Description of problem: During a minor update from 16.1.4 to 16.1.6, a number of containers were restarted as part of the converge step. This caused an outage on the OpenStack workloads. In particular, the restart of tripleo_octavia_health_manager.service took 5 minutes, which caused the converge to fail. This only happened on one controller, not on the remaining 2. Version-Release number of selected component (if applicable): OSP update from 16.1.4 to 16.1.6 How reproducible: Not sure if reproducible outside of customer's environment Steps to Reproduce: 1. 2. 3. Actual results: Containers were restarted during converge, some of them taking a long time to stop and start again, causing the converge step to timeout. Expected results: I understand containers should not be restarted during the converge step, but if they are, they should definitely not take 5 minutes to complete. Additional info: Sosreports from before and after the update are available on the attached case, as well as mistral logs and the content of /var/lib/mistral, plus other troubleshooting files gathered in the last 2 days. Customer case is sev1 and escalated.

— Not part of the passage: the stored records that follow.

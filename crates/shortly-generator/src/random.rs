use crate::Generator;
use shortly_core::shortcode::CODE_BYTES;
use shortly_core::ShortCode;

/// Draws three bytes from the thread-local CSPRNG and renders them as hex.
///
/// The code space is 2^24, and collisions with stored codes are not checked.
#[derive(Debug, Clone, Copy, Default)]
pub struct RandomHexGenerator;

impl RandomHexGenerator {
    pub fn new() -> Self {
        Self
    }
}

impl Generator for RandomHexGenerator {
    type Output = ShortCode;

    fn generate(&self) -> Self::Output {
        // ThreadRng is a ChaCha-based CSPRNG reseeded from the OS
        let bytes: [u8; CODE_BYTES] = rand::random();
        ShortCode::from_bytes(bytes)
    }
}

#[cfg(test)]
mod tests {
    use super::*;
    use std::collections::HashSet;

    fn is_short_hex(code: &str) -> bool {
        code.len() == 6
            && code
                .chars()
                .all(|c| c.is_ascii_digit() || ('a'..='f').contains(&c))
    }

    #[test]
    fn generated_codes_are_six_lowercase_hex_chars() {
        let generator = RandomHexGenerator::new();
        for _ in 0..1_000 {
            let code = generator.generate();
            assert!(is_short_hex(code.as_str()), "bad code: {code}");
        }
    }

    #[test]
    fn generated_codes_pass_validation() {
        let generator = RandomHexGenerator::new();
        let code = generator.generate();
        assert_eq!(ShortCode::new(code.as_str()).unwrap(), code);
    }

    #[test]
    fn generated_codes_vary() {
        let generator = RandomHexGenerator::new();
        let codes: HashSet<String> = (0..64).map(|_| generator.generate().into()).collect();
        // 64 draws from 2^24 values: a handful of duplicates at most
        assert!(codes.len() > 60);
    }

    #[test]
    fn generator_is_send_sync() {
        fn assert_send_sync<T: Send + Sync>() {}
        assert_send_sync::<RandomHexGenerator>();
    }
}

Added a commit for tripleo-ansible, it would prevent restarting the Octavia services each time the playbook is run
Seeing that in our update job, in a build that ran from 16.1.4 -> 16.1.6 we had 2 service restarts in the converge stage: Ex: health manager logs (we see "INFO octavia.common.config [-] /usr/bin/octavia-health-manager version 5.0.3") http://rhos-ci-logs.lab.eng.tlv2.redhat.com/logs/rcj/DFG-network-octavia-update-16.1_director-rhel-virthost-3cont_2comp_1ipa-ipv4-geneve-tls/97/controller-0/var/log/containers/octavia/health-manager.log.gz We can see when that step started in the following log (2022-11-14 18:44:39.107968) http://rhos-ci-logs.lab.eng.tlv2.redhat.com/logs/rcj/DFG-network-octavia-update-16.1_director-rhel-virthost-3cont_2comp_1ipa-ipv4-geneve-tls/97/undercloud-0/home/stack/.tripleo/history.gz And seeing that in an update job with the fix, from our current latest_cdn puddle to our current passed_phase2 puddle, we got 1 service restart during the converge stage: health manager logs (we see "INFO octavia.common.config [-] /usr/bin/octavia-health-manager version 5.0.3") http://rhos-ci-logs.lab.eng.tlv2.redhat.com/logs/rcj/DFG-network-octavia-update-16.1_director-rhel-virthost-3cont_2comp_1ipa-ipv4-geneve-tls/99/controller-0/var/log/containers/octavia/health-manager.log.gz We can see when that step started in the following log (2022-11-18 20:09:07.158376) http://rhos-ci-logs.lab.eng.tlv2.redhat.com/logs/rcj/DFG-network-octavia-update-16.1_director-rhel-virthost-3cont_2comp_1ipa-ipv4-geneve-tls/97/undercloud-0/home/stack/.tripleo/history.gz We didn't receive as many restarts as the customer, but having the fix merged - we do see an improvement regarding the abuse the Octavia services restart. That looks good to me. I am moving the BZ status to VERIFIED.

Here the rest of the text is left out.